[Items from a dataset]
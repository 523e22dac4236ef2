//! Sales Analysis Tool
//!
//! One model call: answer a question about a data excerpt in prose.

use std::sync::Arc;

use async_trait::async_trait;

use agent_core::{
    provider::{GenerationOptions, LlmProvider},
    tool::{ParameterSchema, Tool, ToolCall, ToolResult, ToolSchema},
    Result as CoreResult, Turn,
};

use super::required_str;

/// Tool for extracting insights from retrieved sales data
pub struct AnalyzeSalesTool {
    provider: Arc<dyn LlmProvider>,
    generation: GenerationOptions,
}

impl AnalyzeSalesTool {
    pub const NAME: &'static str = "analyze_sales_data";

    pub fn new(provider: Arc<dyn LlmProvider>, generation: GenerationOptions) -> Self {
        Self {
            provider,
            generation,
        }
    }
}

#[async_trait]
impl Tool for AnalyzeSalesTool {
    fn schema(&self) -> ToolSchema {
        ToolSchema {
            name: Self::NAME.into(),
            description: "Analyze sales data to extract insights. Pass the data to analyze \
                          and the question to answer."
                .into(),
            parameters: vec![
                ParameterSchema {
                    name: "prompt".into(),
                    param_type: "string".into(),
                    description: "The question to answer about the data".into(),
                    required: true,
                },
                ParameterSchema {
                    name: "data".into(),
                    param_type: "string".into(),
                    description: "The data to analyze, as returned by lookup_sales_data".into(),
                    required: true,
                },
            ],
        }
    }

    async fn execute(&self, call: &ToolCall) -> CoreResult<ToolResult> {
        let prompt = required_str(call, "prompt")?;
        let data = required_str(call, "data")?;

        let formatted = format!(
            "Analyze the following data: {data}\n\
             Your job is to answer the following question: {prompt}"
        );

        match self
            .provider
            .complete(&[Turn::system(formatted)], &self.generation)
            .await
        {
            Ok(completion) if completion.content.trim().is_empty() => Ok(ToolResult::success(
                Self::NAME,
                "No analysis could be generated",
            )),
            Ok(completion) => Ok(ToolResult::success(Self::NAME, completion.content)),
            Err(e) => Ok(ToolResult::failure(
                Self::NAME,
                format!("Error analyzing data: {e}"),
            )),
        }
    }
}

■ **Task details**
An exact transcription of all the records is needed.

■ **Task solution**
repository 523e22dac4236ef2
//! Sales Analysis Tool
//!
//! One model call: answer a question about a data excerpt in prose.

use std::sync::Arc;

use async_trait::async_trait;

use agent_core::{
    provider::{GenerationOptions, LlmProvider},
    tool::{ParameterSchema, Tool, ToolCall, ToolResult, ToolSchema},
    Result as CoreResult, Turn,
};

use super::required_str;

/// Tool for extracting insights from retrieved sales data
pub struct AnalyzeSalesTool {
    provider: Arc<dyn LlmProvider>,
    generation: GenerationOptions,
}

impl AnalyzeSalesTool {
    pub const NAME: &'static str = "analyze_sales_data";

    pub fn new(provider: Arc<dyn LlmProvider>, generation: GenerationOptions) -> Self {
        Self {
            provider,
            generation,
        }
    }
}

#[async_trait]
impl Tool for AnalyzeSalesTool {
    fn schema(&self) -> ToolSchema {
        ToolSchema {
            name: Self::NAME.into(),
            description: "Analyze sales data to extract insights. Pass the data to analyze \
                          and the question to answer."
                .into(),
            parameters: vec![
                ParameterSchema {
                    name: "prompt".into(),
                    param_type: "string".into(),
                    description: "The question to answer about the data".into(),
                    required: true,
                },
                ParameterSchema {
                    name: "data".into(),
                    param_type: "string".into(),
                    description: "The data to analyze, as returned by lookup_sales_data".into(),
                    required: true,
                },
            ],
        }
    }

    async fn execute(&self, call: &ToolCall) -> CoreResult<ToolResult> {
        let prompt = required_str(call, "prompt")?;
        let data = required_str(call, "data")?;

        let formatted = format!(
            "Analyze the following data: {data}\n\
             Your job is to answer the following question: {prompt}"
        );

        match self
            .provider
            .complete(&[Turn::system(formatted)], &self.generation)
            .await
        {
            Ok(completion) if completion.content.trim().is_empty() => Ok(ToolResult::success(
                Self::NAME,
                "No analysis could be generated",
            )),
            Ok(completion) => Ok(ToolResult::success(Self::NAME, completion.content)),
            Err(e) => Ok(ToolResult::failure(
                Self::NAME,
                format!("Error analyzing data: {e}"),
            )),
        }
    }
}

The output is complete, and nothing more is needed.